The study examines anti-aging practices through the lens of the rationality trend that underpins the modern paradigm. To this end, the science fiction film Paradise (2023) has been analyzed. Paradise is about a pharmaceutical company called AEON that buys a portion of people's lives in exchange for money and sells them to the wealthy. The story revolves around a successful company employee who is forced to give up thirty-eight years of his wife's life to pay off his debt and confronts the dark side of the company he works for. In this article, the film is evaluated in terms of instrumental reason; rationality; positivism; the assumptions of universality and completeness; the negative meanings attributed to age and old age; and the potential to fuel ageism. Indeed, ageism points to prejudices against the elderly, while also encompassing a perspective that reduces aging solely to physical deformation, thus leaving out the spiritual maturity gained with age.

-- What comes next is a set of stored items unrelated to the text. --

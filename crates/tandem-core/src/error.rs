use thiserror::Error;

use crate::domain::TaskId;

/// Executor-level errors. Task failures are not reported here; they travel
/// through the completion signal as [`TaskError`](crate::domain::TaskError).
#[derive(Debug, Error)]
pub enum QueueError {
    #[error("task body is required (label={label:?})")]
    MissingBody { label: Option<String> },

    #[error("{task_id} was admitted by a different queue")]
    ForeignTask { task_id: TaskId },

    #[error("queue is already running a task chain")]
    AlreadyRunning,
}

This perspective points to modern culture, as highlighted by Bauman, which defines itself as a plan for an ideal and flawless life, and to a related understanding of social engineering. The study employed the document analysis technique from qualitative research methods. The themes revealed by the analysis describe two types of behavior, defined by Weber as “instrumental-rational action” and “value-rational action,” which are characterized by tendencies to make or not make ethical and moral judgments about the consequences of actions. The first behavior is made visible through choices that lead the rich to stay young forever and the poor to a new life full of opportunities; it is legitimized around words such as “power,” “benefit,” “profit,” “goal,” and “money.” The second type of behavior, on the other hand, finds its counterpart in moral questioning of the consequences of choices; it is associated with words such as “honesty,” “hope,” “love,” and “conscience.” Thus, the film presents a narrative structure that allows for questioning which identities are represented, which behaviors are approved, and which concepts are excluded from life.

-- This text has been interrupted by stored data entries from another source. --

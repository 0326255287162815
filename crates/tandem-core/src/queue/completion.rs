//! The one-shot completion signal between a task body and the run loop.

use std::sync::{Arc, Mutex, PoisonError};

use tokio::sync::oneshot;
use tracing::warn;

use crate::domain::{TaskError, TaskId, TaskResult};

type Slot<R> = Arc<Mutex<Option<oneshot::Sender<TaskResult<R>>>>>;

/// Handle a task body uses to signal that it is done.
///
/// Cloneable, so a body can hand it to several callbacks (a timer racing an
/// I/O callback, say). Only the first signal is delivered; later ones are
/// ignored and return `false`. If every clone is dropped without a signal the
/// run loop sees an [`Abandoned`](crate::domain::ErrorKind::Abandoned) error.
pub struct Completion<R> {
    task_id: TaskId,
    slot: Slot<R>,
}

impl<R> Completion<R> {
    pub fn task_id(&self) -> TaskId {
        self.task_id
    }

    /// Deliver the outcome. Returns `true` if this was the first signal.
    pub fn complete(&self, outcome: TaskResult<R>) -> bool {
        let sender = self
            .slot
            .lock()
            .unwrap_or_else(PoisonError::into_inner)
            .take();
        match sender {
            // The receiver is gone only if the run future was dropped.
            Some(tx) => {
                let _ = tx.send(outcome);
                true
            }
            None => {
                warn!(task_id = %self.task_id, "Completion::complete: duplicate signal ignored");
                false
            }
        }
    }

    pub fn succeed(&self, result: R) -> bool {
        self.complete(Ok(result))
    }

    pub fn fail(&self, error: impl Into<TaskError>) -> bool {
        self.complete(Err(error.into()))
    }

    pub fn is_completed(&self) -> bool {
        self.slot
            .lock()
            .unwrap_or_else(PoisonError::into_inner)
            .is_none()
    }
}

impl<R> Clone for Completion<R> {
    fn clone(&self) -> Self {
        Self {
            task_id: self.task_id,
            slot: Arc::clone(&self.slot),
        }
    }
}

impl<R> std::fmt::Debug for Completion<R> {
    fn fmt(&self, f: &mut std::fmt::Formatter<'_>) -> std::fmt::Result {
        f.debug_struct("Completion")
            .field("task_id", &self.task_id)
            .field("completed", &self.is_completed())
            .finish()
    }
}

/// The run loop's end of the pair.
pub(crate) struct CompletionSignal<R> {
    task_id: TaskId,
    rx: oneshot::Receiver<TaskResult<R>>,
}

impl<R> CompletionSignal<R> {
    pub(crate) async fn wait(self) -> TaskResult<R> {
        match self.rx.await {
            Ok(outcome) => outcome,
            Err(_) => Err(TaskError::abandoned(self.task_id)),
        }
    }
}

pub(crate) fn completion_pair<R>(task_id: TaskId) -> (Completion<R>, CompletionSignal<R>) {
    let (tx, rx) = oneshot::channel();
    (
        Completion {
            task_id,
            slot: Arc::new(Mutex::new(Some(tx))),
        },
        CompletionSignal { task_id, rx },
    )
}

#[cfg(test)]
mod tests {
    use super::*;
    use crate::domain::ErrorKind;

    #[tokio::test]
    async fn first_signal_wins() {
        let (done, signal) = completion_pair::<u32>(TaskId::new(1));
        let other = done.clone();

        assert!(done.succeed(1));
        assert!(!other.succeed(2));
        assert!(!done.fail("late"));
        assert!(other.is_completed());

        assert_eq!(signal.wait().await, Ok(1));
    }

    #[tokio::test]
    async fn dropped_handle_is_abandoned() {
        let (done, signal) = completion_pair::<u32>(TaskId::new(9));
        let copy = done.clone();
        drop(done);
        drop(copy);

        let err = signal.wait().await.unwrap_err();
        assert_eq!(err.kind, ErrorKind::Abandoned);
    }

    #[tokio::test]
    async fn signal_from_another_task() {
        let (done, signal) = completion_pair::<&'static str>(TaskId::new(2));
        tokio::spawn(async move {
            tokio::task::yield_now().await;
            done.fail("boom");
        });

        let err = signal.wait().await.unwrap_err();
        assert_eq!(err.message, "boom");
        assert_eq!(err.kind, ErrorKind::Failed);
    }
}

Araştırma, yaşlanma karşıtı uygulamaları, modern paradigmanın yaslandığı rasyonellik eğilimi üzerinden irdeler. Bu amaçla, bilimkurgu türündeki Cennete Yakın (Paradise, 2023) filmi analiz edilmiştir. Cennete Yakın, AEON isimli bir ilaç şirketinin, insanların ömürlerinin bir bölümünü para karşılığı alıp zenginlere satmasını konu edinir. Hikâye, başarılı bir şirket çalışanının, borcu karşısında eşinin ömründen otuz sekiz yıl vermeye zorlanması ve çalıştığı şirketin karanlık tarafıyla yüzleşmesi etrafında gelişir. Film, bu makalede, araçsal aklın; rasyonalitenin; pozitivizmin; evrensellik ve tamlık varsayımının, yaşa ve yaşlılığa yüklenen olumsuz anlamları ve yaş ayrımcılığını besleme potansiyeli etrafında değerlendirilir. Nitekim, yaş ayrımcılığı, yaşlılara yönelik ön yargılara işaret ederken diğer taraftan yaşlanmayı yalnızca bedensel deformasyona indirgeyen, böylece yaşlanmayla birlikte kazanılan ruhsal olgunluk hâlini dışarıda bırakan bir bakış açısını da içerir. Bu bakış, Bauman’ın altını çizdiği anlamda, kendini ideal ve kusursuz bir yaşamın planı olarak tanımlayan modern kültüre ve bu kültürle ilintili bir sosyal mühendislik anlayışına işaret eder. Çalışmada, nitel araştırma yöntemlerinden belge analizi tekniği kullanılmıştır. Analizin ortaya çıkardığı temalar, davranışların sonuçları üzerine etik ve ahlâki bir değerlendirme yapma veya yapmama eğilimleriyle belirginleşen, Weber’in “amaçsal rasyonel eylem” ve “değerle ilişkili rasyonel eylem” şeklinde ifade ettiği iki davranış tipini betimler. İlk davranış, zenginleri hep genç kalmaya, yoksulları ise fırsatlarla dolu yeni bir hayata götüren seçimlerle görünür kılınırken; “güç”, “fayda”, “kâr”, “hedef”, “para” gibi sözcükler etrafında meşrulaştırılır. İkinci davranış ise, seçimlerin sonuçlarına yönelik yapılan ahlâki sorgulamalarda karşılık bulur; “dürüstlük”, “umut”, “aşk” ve “vicdan” gibi sözcüklerle ilişkilendirilir. Böylece film, hangi kimliklerin nasıl temsil edildiğinin, hangi davranışların onaylandığının ve hangi kavramların yaşamın dışına atıldığının sorgulanmasına imkân veren bir anlatı yapısı sunar.